Open-monitoring meditation is the exploration of thoughts and feelings without grabbing every thought like it is an emergency. This type of meditation can improve emotional intelligence because it gives you space between stimulus and response. Take a seat or lay down in a comfortable quiet place. Close your eyes and take 5 to 10 minutes to acknowledge thoughts without judging them. You may notice your mind racing in a bad direction. Acknowledge it, then return to a breath, a positive thought, or the present moment.

This practice is great for creativity and kindness, both to yourself and other people. Many people are walking around reacting to old stories, old stress, and old wounds. Meditation gives you a chance to notice the story before it drives the car.
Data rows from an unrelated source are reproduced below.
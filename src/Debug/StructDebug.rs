use std::fmt;
use std::sync::atomic::Ordering;

use crate::frame::FramedBuffer;
use crate::Core::region::QueueRegion;
use crate::Core::SharedMemoryBackend;
use crate::Queue::EventQueue;
use crate::Queue::Ring::RingBuffer;

/// Debug function for QueueRegion
///
/// Shows the header location and the sizing read from it, never the band.
pub fn debug_queue_region(region: &QueueRegion, f: &mut fmt::Formatter<'_>) -> fmt::Result {
    f.debug_struct("QueueRegion")
        .field("name", &region.name())
        .field("mapped_bytes", &region.shm().size())
        .field("header", &format_args!("{:p}", region.header_ptr()))
        .field("capacity", &region.capacity())
        .field("creator", &region.is_creator())
        .field("initialized", &region.is_initialized())
        .finish()
}

/// Debug function for RingBuffer
///
/// Cursor values are a relaxed snapshot; they may be stale by the time they print.
pub fn debug_ring_buffer(ring: &RingBuffer, f: &mut fmt::Formatter<'_>) -> fmt::Result {
    let header = ring.header();
    f.debug_struct("RingBuffer")
        .field("band", &format_args!("0x{:x}", ring.band as usize))
        .field("capacity", &ring.capacity())
        .field("head", &header.head.load(Ordering::Relaxed))
        .field("tail", &header.tail.load(Ordering::Relaxed))
        .field("records", &header.records.load(Ordering::Relaxed))
        .finish_non_exhaustive()
}

pub fn debug_event_queue(queue: &EventQueue, f: &mut fmt::Formatter<'_>) -> fmt::Result {
    f.debug_struct("EventQueue")
        .field("region", queue.region())
        .field("stats", &queue.stats())
        .finish()
}

/// Debug function for FramedBuffer
///
/// Prints the length and at most the first 16 payload bytes.
pub fn debug_framed_buffer(frame: &FramedBuffer, f: &mut fmt::Formatter<'_>) -> fmt::Result {
    if frame.is_terminate() {
        return f.write_str("FramedBuffer(TERMINATE)");
    }
    let payload = frame.payload();
    let shown = &payload[..payload.len().min(16)];
    f.debug_struct("FramedBuffer")
        .field("total_len", &frame.encoded_len())
        .field("head", &format_args!("{:02x?}", shown))
        .finish_non_exhaustive()
}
Five Benefits Of Meditation

  1. Immune system support: Meditation can help alleviate stress, and stress is connected to immune function. Research on mindfulness meditation and immune markers is promising but not final. The clean takeaway is this: meditation may help regulate stress-related biology, but it should not be sold as a cure.
  2. Better sleep: Mindfulness meditation can improve sleep quality for some people. If your thoughts race at night, meditation can help you separate from those thoughts and bring attention back to the task at hand: sleep.
  3. Anxiety and mood support: One of the hardest things to do when anxiety is high is meditate. Being alone with your thoughts can be overwhelming. But that is also why the practice matters.
  4. Brain function: Neuroplasticity can be simplified as the brain’s ability to change and create new connections. If we want gains in attention, emotional control, and awareness, then we need to train those qualities.
  5. Emotional intelligence: Meditation can help you become more compassionate toward other people and toward yourself. Emotional control is performance. If you cannot control your attention, the world will rent it from you all day.

What The Sources Add

The mindfulness sources do not make meditation a magic trick. They suggest it can influence stress, anxiety, sleep quality, emotional regulation, and psychological health for some people. That is enough to take seriously without turning it into a religion. Attention is trainable. Emotional control is trainable. Coming back to the breath is a rep.

How I Think About It

Five minutes is enough to start. Sit or lie down, breathe through the nose if that is comfortable, and put attention on the inhale and exhale. When the mind runs, bring it back. That is not failing. That is the workout. The point is not to become a monk on day one. The point is to stop letting every thought grab the steering wheel.